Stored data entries
***

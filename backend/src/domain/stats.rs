//! Attendance statistics.
//!
//! All functions here are pure: they read a roster and return tallies. Every
//! percentage has an explicit zero branch so an empty roster or an unmarked
//! month never yields NaN.

use shared::{
    AttendanceBand, AttendanceMark, AttendanceStats, ClassInfo, ClassOverview, DailyAttendance,
    Student, StudentStats, DAYS_IN_MONTH, PERMANENT_ABSENCE_THRESHOLD,
};

/// Count Present/Absent/Leave over days 1..=30; unmarked days are ignored
pub fn student_stats(student: &Student) -> StudentStats {
    let mut stats = StudentStats::default();
    for day in 1..=DAYS_IN_MONTH {
        match student.mark_for(day) {
            AttendanceMark::Present => stats.present += 1,
            AttendanceMark::Absent => stats.absent += 1,
            AttendanceMark::Leave => stats.leave += 1,
            AttendanceMark::Unmarked => {}
        }
    }
    stats
}

/// Aggregate over the active students of a roster.
///
/// `total_students` is the active count, not the roster length.
pub fn class_stats(students: &[Student]) -> AttendanceStats {
    let mut stats = AttendanceStats::default();

    for student in students.iter().filter(|s| s.is_active()) {
        let tally = student_stats(student);
        stats.total_students += 1;
        stats.total_present += tally.present;
        stats.total_absent += tally.absent;
        stats.total_leave += tally.leave;
        if student.fees_paid {
            stats.fees_paid_count += 1;
        } else {
            stats.fees_unpaid_count += 1;
        }
    }

    let recorded = stats.total_present + stats.total_absent + stats.total_leave;
    stats.average_attendance = percentage(stats.total_present as f64, recorded as f64);
    stats
}

/// Whether a student has reached the permanent-absence threshold.
///
/// This only recommends; committing the flag is a separate explicit action.
pub fn check_permanent_absent(student: &Student) -> bool {
    student_stats(student).absent >= PERMANENT_ABSENCE_THRESHOLD
}

/// Per-day marks across the active students, days 1..=30
pub fn daily_stats(students: &[Student]) -> Vec<DailyAttendance> {
    (1..=DAYS_IN_MONTH)
        .map(|day| {
            let mut present = 0;
            let mut absent = 0;
            let mut leave = 0;
            for student in students.iter().filter(|s| s.is_active()) {
                match student.mark_for(day) {
                    AttendanceMark::Present => present += 1,
                    AttendanceMark::Absent => absent += 1,
                    AttendanceMark::Leave => leave += 1,
                    AttendanceMark::Unmarked => {}
                }
            }

            let total = present + absent + leave;
            let present_rate = percentage(present as f64, total as f64);
            let band = if total == 0 {
                AttendanceBand::Unrecorded
            } else if present_rate >= 80.0 {
                AttendanceBand::Good
            } else if present_rate >= 60.0 {
                AttendanceBand::Fair
            } else {
                AttendanceBand::Low
            };

            DailyAttendance {
                day,
                present,
                absent,
                leave,
                present_rate,
                band,
            }
        })
        .collect()
}

/// Overview for the statistics tab. Fee counts here span the whole roster.
pub fn class_overview(class: &ClassInfo) -> ClassOverview {
    let total_enrolled = class.students.len();
    let active_students = class.students.iter().filter(|s| s.is_active()).count();
    let fees_paid = class.students.iter().filter(|s| s.fees_paid).count();
    let fees_unpaid = total_enrolled - fees_paid;

    ClassOverview {
        total_enrolled,
        active_students,
        permanent_absent: total_enrolled - active_students,
        attendance_rate: class_stats(&class.students).average_attendance,
        fees_paid,
        fees_unpaid,
        fees_paid_percentage: percentage(fees_paid as f64, total_enrolled as f64),
        fees_unpaid_percentage: percentage(fees_unpaid as f64, total_enrolled as f64),
        archived_months: class.archived_months.len(),
        current_month: class.month,
    }
}

/// Render a percentage with one decimal place
pub fn format_percentage(value: f64) -> String {
    format!("{:.1}", value)
}

fn percentage(part: f64, whole: f64) -> f64 {
    if whole > 0.0 {
        part / whole * 100.0
    } else {
        0.0
    }
}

***

* **WORK TO COMPLETE**
Without leaving anything out, output all of the data above exactly.

* **RESPONSE TO THE EXERCISE**
filename backend/src/domain/stats.rs
//! Attendance statistics.
//!
//! All functions here are pure: they read a roster and return tallies. Every
//! percentage has an explicit zero branch so an empty roster or an unmarked
//! month never yields NaN.

use shared::{
    AttendanceBand, AttendanceMark, AttendanceStats, ClassInfo, ClassOverview, DailyAttendance,
    Student, StudentStats, DAYS_IN_MONTH, PERMANENT_ABSENCE_THRESHOLD,
};

/// Count Present/Absent/Leave over days 1..=30; unmarked days are ignored
pub fn student_stats(student: &Student) -> StudentStats {
    let mut stats = StudentStats::default();
    for day in 1..=DAYS_IN_MONTH {
        match student.mark_for(day) {
            AttendanceMark::Present => stats.present += 1,
            AttendanceMark::Absent => stats.absent += 1,
            AttendanceMark::Leave => stats.leave += 1,
            AttendanceMark::Unmarked => {}
        }
    }
    stats
}

/// Aggregate over the active students of a roster.
///
/// `total_students` is the active count, not the roster length.
pub fn class_stats(students: &[Student]) -> AttendanceStats {
    let mut stats = AttendanceStats::default();

    for student in students.iter().filter(|s| s.is_active()) {
        let tally = student_stats(student);
        stats.total_students += 1;
        stats.total_present += tally.present;
        stats.total_absent += tally.absent;
        stats.total_leave += tally.leave;
        if student.fees_paid {
            stats.fees_paid_count += 1;
        } else {
            stats.fees_unpaid_count += 1;
        }
    }

    let recorded = stats.total_present + stats.total_absent + stats.total_leave;
    stats.average_attendance = percentage(stats.total_present as f64, recorded as f64);
    stats
}

/// Whether a student has reached the permanent-absence threshold.
///
/// This only recommends; committing the flag is a separate explicit action.
pub fn check_permanent_absent(student: &Student) -> bool {
    student_stats(student).absent >= PERMANENT_ABSENCE_THRESHOLD
}

/// Per-day marks across the active students, days 1..=30
pub fn daily_stats(students: &[Student]) -> Vec<DailyAttendance> {
    (1..=DAYS_IN_MONTH)
        .map(|day| {
            let mut present = 0;
            let mut absent = 0;
            let mut leave = 0;
            for student in students.iter().filter(|s| s.is_active()) {
                match student.mark_for(day) {
                    AttendanceMark::Present => present += 1,
                    AttendanceMark::Absent => absent += 1,
                    AttendanceMark::Leave => leave += 1,
                    AttendanceMark::Unmarked => {}
                }
            }

            let total = present + absent + leave;
            let present_rate = percentage(present as f64, total as f64);
            let band = if total == 0 {
                AttendanceBand::Unrecorded
            } else if present_rate >= 80.0 {
                AttendanceBand::Good
            } else if present_rate >= 60.0 {
                AttendanceBand::Fair
            } else {
                AttendanceBand::Low
            };

            DailyAttendance {
                day,
                present,
                absent,
                leave,
                present_rate,
                band,
            }
        })
        .collect()
}

/// Overview for the statistics tab. Fee counts here span the whole roster.
pub fn class_overview(class: &ClassInfo) -> ClassOverview {
    let total_enrolled = class.students.len();
    let active_students = class.students.iter().filter(|s| s.is_active()).count();
    let fees_paid = class.students.iter().filter(|s| s.fees_paid).count();
    let fees_unpaid = total_enrolled - fees_paid;

    ClassOverview {
        total_enrolled,
        active_students,
        permanent_absent: total_enrolled - active_students,
        attendance_rate: class_stats(&class.students).average_attendance,
        fees_paid,
        fees_unpaid,
        fees_paid_percentage: percentage(fees_paid as f64, total_enrolled as f64),
        fees_unpaid_percentage: percentage(fees_unpaid as f64, total_enrolled as f64),
        archived_months: class.archived_months.len(),
        current_month: class.month,
    }
}

/// Render a percentage with one decimal place
pub fn format_percentage(value: f64) -> String {
    format!("{:.1}", value)
}

fn percentage(part: f64, whole: f64) -> f64 {
    if whole > 0.0 {
        part / whole * 100.0
    } else {
        0.0
    }
}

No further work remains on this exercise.